[Opening RECORD SET section]
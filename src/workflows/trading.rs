//! Trading workflows: orders, cancellations and trades
//!
//! Off-chain signed operations with no L1 transaction. The completion
//! request always echoes the numeric fields of the signable response
//! verbatim (vault ids, asset ids, nonce, expiration); the network
//! recomputes the payload hash from them and rejects a mismatch.

use crate::api::types::{CancelOrderRequest, CancelOrderResponse, CreateOrderRequest,
    CreateOrderResponse, CreateTradeRequest, CreateTradeResponse, GetSignableOrderRequest,
    GetSignableTradeRequest};
use crate::api::ImxApi;
use crate::error::Result;
use crate::signer::{EthSigner, StarkSigner};
use crate::types::OrderParams;
use tracing::info;

/// Create a sell order.
pub async fn create_order<A, E, S>(
    api: &A,
    eth_signer: &E,
    stark_signer: &S,
    params: &OrderParams,
) -> Result<CreateOrderResponse>
where
    A: ImxApi,
    E: EthSigner,
    S: StarkSigner,
{
    let eth_address = eth_signer.address().to_string();
    let signable = api
        .get_signable_order(GetSignableOrderRequest {
            user: eth_address.clone(),
            amount_sell: params.token_sell.signable_amount(params.amount_sell),
            token_sell: params.token_sell.to_signable(None),
            amount_buy: params.token_buy.signable_amount(params.amount_buy),
            token_buy: params.token_buy.to_signable(None),
            expiration_timestamp: params.expiration_timestamp,
        })
        .await?;

    let eth_signature = eth_signer
        .sign_message(signable.signable_message.as_bytes())
        .await?;
    let stark_signature = stark_signer.sign_message(&signable.payload_hash).await?;

    let request = CreateOrderRequest::from_signable(signable, stark_signature);
    let response = api
        .create_order(request, &eth_address, &eth_signature)
        .await?;
    info!(order_id = response.order_id, "created order");
    Ok(response)
}

/// Cancel an order by id.
pub async fn cancel_order<A, E, S>(
    api: &A,
    eth_signer: &E,
    stark_signer: &S,
    order_id: u64,
) -> Result<CancelOrderResponse>
where
    A: ImxApi,
    E: EthSigner,
    S: StarkSigner,
{
    let eth_address = eth_signer.address().to_string();
    let signable = api.get_signable_cancel_order(order_id).await?;

    let eth_signature = eth_signer
        .sign_message(signable.signable_message.as_bytes())
        .await?;
    let stark_signature = stark_signer.sign_message(&signable.payload_hash).await?;

    let request = CancelOrderRequest::from_signable(signable, stark_signature);
    let response = api
        .cancel_order(request, &eth_address, &eth_signature)
        .await?;
    info!(order_id = response.order_id, "cancelled order");
    Ok(response)
}

/// Fill a maker order.
pub async fn create_trade<A, E, S>(
    api: &A,
    eth_signer: &E,
    stark_signer: &S,
    order_id: u64,
) -> Result<CreateTradeResponse>
where
    A: ImxApi,
    E: EthSigner,
    S: StarkSigner,
{
    let eth_address = eth_signer.address().to_string();
    let signable = api
        .get_signable_trade(GetSignableTradeRequest {
            user: eth_address.clone(),
            order_id,
        })
        .await?;

    let eth_signature = eth_signer
        .sign_message(signable.signable_message.as_bytes())
        .await?;
    let stark_signature = stark_signer.sign_message(&signable.payload_hash).await?;

    let request = CreateTradeRequest::from_signable(signable, order_id, stark_signature);
    let response = api
        .create_trade(request, &eth_address, &eth_signature)
        .await?;
    info!(trade_id = response.trade_id, "created trade");
    Ok(response)
}
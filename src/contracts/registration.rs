//! Registration contract bindings
//!
//! The same interface is deployed at two addresses: the legacy (v3
//! generation) contract and the current (v4 generation) one. Combined
//! register-and-withdraw entry points submit the off-chain operator
//! signature alongside the withdrawal so an unregistered account can exit
//! in a single transaction.

use alloy::sol;

sol! {
    /// Registration contract interface
    #[sol(rpc)]
    interface IRegistration {
        /// Whether a Stark key is bound to an Ethereum address.
        /// Reverts with USER_UNREGISTERED on some deployments instead of
        /// returning false.
        function isRegistered(uint256 starkKey) external view returns (bool);

        /// Register and withdraw a fungible asset in one transaction
        function registerAndWithdraw(
            address ethKey,
            uint256 starkKey,
            bytes calldata signature,
            uint256 assetType
        ) external;

        /// Register and withdraw an ERC721 token in one transaction
        function registerAndWithdrawNft(
            address ethKey,
            uint256 starkKey,
            bytes calldata signature,
            uint256 assetType,
            uint256 tokenId
        ) external;

        /// Register and withdraw a mintable token in one transaction
        function registerWithdrawAndMint(
            address ethKey,
            uint256 starkKey,
            bytes calldata signature,
            uint256 assetType,
            bytes calldata mintingBlob
        ) external;
    }
}
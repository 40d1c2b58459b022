//! User-facing types for the Immutable X SDK

mod token;

pub use token::Token;

use alloy::primitives::{Address, U256};

/// Parameters for a single L2 transfer
#[derive(Debug, Clone)]
pub struct TransferParams {
    /// Asset to transfer
    pub token: Token,
    /// Amount in the token's smallest unit (ignored for ERC721, which always
    /// moves a quantity of one)
    pub amount: U256,
    /// Receiving Ethereum address
    pub receiver: Address,
}

impl TransferParams {
    /// Create transfer params
    pub fn new(token: Token, amount: U256, receiver: Address) -> Self {
        Self {
            token,
            amount,
            receiver,
        }
    }

    pub(crate) fn signable_amount(&self) -> String {
        self.token.signable_amount(self.amount)
    }
}

/// Parameters for creating an order
#[derive(Debug, Clone)]
pub struct OrderParams {
    /// Asset offered
    pub token_sell: Token,
    /// Amount offered, in the sell token's smallest unit
    pub amount_sell: U256,
    /// Asset requested
    pub token_buy: Token,
    /// Amount requested, in the buy token's smallest unit
    pub amount_buy: U256,
    /// Optional order expiration (unix seconds); the network applies its
    /// default when omitted
    pub expiration_timestamp: Option<u64>,
}

impl OrderParams {
    /// Sell `amount_sell` of `token_sell` for `amount_buy` of `token_buy`
    pub fn new(token_sell: Token, amount_sell: U256, token_buy: Token, amount_buy: U256) -> Self {
        Self {
            token_sell,
            amount_sell,
            token_buy,
            amount_buy,
            expiration_timestamp: None,
        }
    }

    /// Set an explicit expiration timestamp
    pub fn with_expiration(mut self, expiration_timestamp: u64) -> Self {
        self.expiration_timestamp = Some(expiration_timestamp);
        self
    }
}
[Closing RECORD SET section]
### ACTIVITY
The lines to copy are those in the listing that contain the word "workflows".

### ANSWER TO THE PROBLEM
filename src/workflows/trading.rs
//! Trading workflows: orders, cancellations and trades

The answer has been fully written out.